I glanced down. Broken glass had made a few cuts in my forearms, and blood had streaked down and stained my shirt.

It looked a lot worse than it was.

“I’m fine,” I told Carolee. “Just a few scratches. I’m sure.”

“You don’t plan to stay here, do you, Lindsay? Because that’s crazy,” Carolee said, her face showing how mad she was and how scared. “I’ve got plenty of room for you at the house.”

“Good idea,” Stark said, coming up behind me. “Go with your nice friend. I’ve got calls in to the CSU techs, and they’re going to be prying slugs out of your walls and combing the place for the rest of the night.”

“That’s fine. I’ll be okay here,” I told him. “This is my sister’s house. I’m not going to leave.”

“All right. But don’t forget that this is our case, Lieutenant. You’re still out of your jurisdiction. Don’t go all cowgirl on us, okay?”

“Go all cowgirl? Who do you think you’re talking to?”

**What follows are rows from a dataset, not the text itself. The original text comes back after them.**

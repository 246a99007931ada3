//! History-relative min-max normalization.

/// Map a raw scalar into `[0, 1]` by min-max scaling against a history
/// snapshot of previously recorded raw values of the same kind.
///
/// The value itself always participates in the bounds, so the result is in
/// range by construction. When every value in `history ∪ {raw}` is equal
/// (including the empty-history first run), the result is `1.0`: a signal
/// with no comparison baseline is treated as maximal opportunity rather
/// than undefined.
///
/// Because the history only ever grows, normalization bounds are
/// monotonically non-shrinking. A score computed today can be pushed down
/// by future extreme values it never saw, and re-normalizing the same raw
/// value against a larger history may give a smaller result. That
/// non-reproducibility is intentional; pass the same `history` snapshot to
/// reproduce a past score.
pub fn normalize(raw: f64, history: &[f64]) -> f64 {
    let mut lo = raw;
    let mut hi = raw;
    for &value in history {
        lo = lo.min(value);
        hi = hi.max(value);
    }

    if hi == lo {
        return 1.0;
    }
    (raw - lo) / (hi - lo)
}
//! Storage abstractions and implementations.
//!
//! Trait definitions live in [`traits`]; [`memory::MemoryStore`] is the
//! bundled in-memory backend. Persistent database backends are expected to
//! implement the same traits out of tree.

pub mod errors;
pub mod memory;
pub mod traits;

pub use errors::{StorageError, StorageResult};
pub use memory::MemoryStore;
pub use traits::{
    ArticleStore, BaseStore, ClusterStore, OpportunityStore, ScoreStore, SearchStore,
};
//! Embedding provider boundary and vector similarity helpers.
//!
//! Prospect never runs an embedding model itself. Callers bring their own
//! provider (OpenAI, Cohere, a local ONNX model, ...) behind the
//! [`EmbeddingProvider`] trait; the engine only requires that a provider is
//! deterministic for a given text and model version.

use async_trait::async_trait;
use std::fmt::Debug;

/// Type for embedding vectors
pub type Embedding = Vec<f32>;

/// Error type for embedding operations
#[derive(Debug, thiserror::Error)]
pub enum EmbeddingError {
    /// The underlying provider failed
    #[error("Embedding provider error: {0}")]
    Provider(String),

    /// A returned vector did not match the provider's declared dimension
    #[error("Embedding dimension mismatch: expected {expected}, got {actual}")]
    DimensionMismatch {
        /// Declared dimension
        expected: usize,
        /// Dimension of the returned vector
        actual: usize,
    },
}

/// Interface for services that turn text into fixed-length dense vectors.
#[async_trait]
pub trait EmbeddingProvider: Send + Sync + 'static + Debug {
    /// The fixed dimension of vectors this provider produces.
    fn dimension(&self) -> usize;

    /// Generate an embedding for a single text.
    async fn embed(&self, text: &str) -> Result<Embedding, EmbeddingError>;

    /// Generate embeddings for a batch of texts.
    ///
    /// The default implementation embeds sequentially; providers with a
    /// batch endpoint should override it.
    async fn embed_batch(&self, texts: &[String]) -> Result<Vec<Embedding>, EmbeddingError> {
        let mut out = Vec::with_capacity(texts.len());
        for text in texts {
            out.push(self.embed(text).await?);
        }
        Ok(out)
    }
}

/// Cosine similarity between two vectors.
///
/// Returns `0.0` for mismatched lengths or zero-norm inputs rather than
/// producing NaN.
pub fn cosine_similarity(a: &[f32], b: &[f32]) -> f32 {
    if a.len() != b.len() {
        return 0.0;
    }

    let dot_product: f32 = a.iter().zip(b.iter()).map(|(x, y)| x * y).sum();
    let norm_a: f32 = a.iter().map(|x| x * x).sum::<f32>().sqrt();
    let norm_b: f32 = b.iter().map(|x| x * x).sum::<f32>().sqrt();

    if norm_a == 0.0 || norm_b == 0.0 {
        0.0
    } else {
        dot_product / (norm_a * norm_b)
    }
}

pub mod deterministic {
    //! A dependency-free deterministic provider.
    //!
    //! [`HashEmbedding`] hashes whitespace tokens into a fixed number of
    //! buckets and L2-normalizes the result. It carries no semantics beyond
    //! token overlap and exists for tests, examples, and offline smoke runs
    //! where wiring a real model is overkill.

    use super::{Embedding, EmbeddingError, EmbeddingProvider};
    use async_trait::async_trait;
    use std::collections::hash_map::DefaultHasher;
    use std::hash::{Hash, Hasher};

    /// Token-hashing embedding provider.
    #[derive(Debug, Clone)]
    pub struct HashEmbedding {
        dimension: usize,
    }

    impl HashEmbedding {
        /// Create a provider producing vectors of the given dimension.
        pub fn new(dimension: usize) -> Self {
            Self { dimension }
        }
    }

    impl Default for HashEmbedding {
        fn default() -> Self {
            Self::new(384)
        }
    }

    #[async_trait]
    impl EmbeddingProvider for HashEmbedding {
        fn dimension(&self) -> usize {
            self.dimension
        }

        async fn embed(&self, text: &str) -> Result<Embedding, EmbeddingError> {
            let mut vector = vec![0.0f32; self.dimension];
            for token in text.to_lowercase().split_whitespace() {
                let mut hasher = DefaultHasher::new();
                token.hash(&mut hasher);
                let bucket = (hasher.finish() as usize) % self.dimension;
                vector[bucket] += 1.0;
            }

            let norm: f32 = vector.iter().map(|x| x * x).sum::<f32>().sqrt();
            if norm > 0.0 {
                for value in &mut vector {
                    *value /= norm;
                }
            }
            Ok(vector)
        }
    }
}

#[cfg(test)]
mod tests {
    use super::deterministic::HashEmbedding;
    use super::*;

    #[test]
    fn cosine_of_identical_vectors_is_one() {
        let v = vec![0.3, 0.5, 0.2];
        assert!((cosine_similarity(&v, &v) - 1.0).abs() < 1e-6);
    }

    #[test]
    fn cosine_of_orthogonal_vectors_is_zero() {
        assert_eq!(cosine_similarity(&[1.0, 0.0], &[0.0, 1.0]), 0.0);
    }

    #[test]
    fn cosine_guards_zero_norm_and_length_mismatch() {
        assert_eq!(cosine_similarity(&[0.0, 0.0], &[1.0, 1.0]), 0.0);
        assert_eq!(cosine_similarity(&[1.0], &[1.0, 0.0]), 0.0);
    }

    #[tokio::test]
    async fn hash_embedding_is_deterministic_and_normalized() {
        let provider = HashEmbedding::new(64);
        let a = provider.embed("gene therapy delivery").await.unwrap();
        let b = provider.embed("gene therapy delivery").await.unwrap();
        assert_eq!(a, b);

        let norm: f32 = a.iter().map(|x| x * x).sum::<f32>().sqrt();
        assert!((norm - 1.0).abs() < 1e-5);
    }

    #[tokio::test]
    async fn overlapping_texts_are_more_similar_than_disjoint_ones() {
        let provider = HashEmbedding::new(64);
        let query = provider.embed("crispr gene editing").await.unwrap();
        let close = provider.embed("crispr gene editing review").await.unwrap();
        let far = provider.embed("volcanic soil chemistry").await.unwrap();
        assert!(cosine_similarity(&query, &close) > cosine_similarity(&query, &far));
    }
}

“Look. I’m sorry, but someone just tried to kill you.”

“Thanks. I got that.”

The chief patted down his hair out of habit. “I’ll keep a patrol car posted in the driveway tonight. Maybe longer.”

As I said good-night to Carolee and Allison, the chief went to his car and returned with a paper bag. He was using a ballpoint pen to lift the belt into the bag as I wrapped my dignity tightly around myself and closed the front door.

I went to bed, but of course I couldn’t sleep. Cops were coming and going through the house, slamming doors and laughing, and besides, my mind was spinning.

I stroked Martha’s head absently as she shivered beside me. Someone had shot up this house and left a calling card.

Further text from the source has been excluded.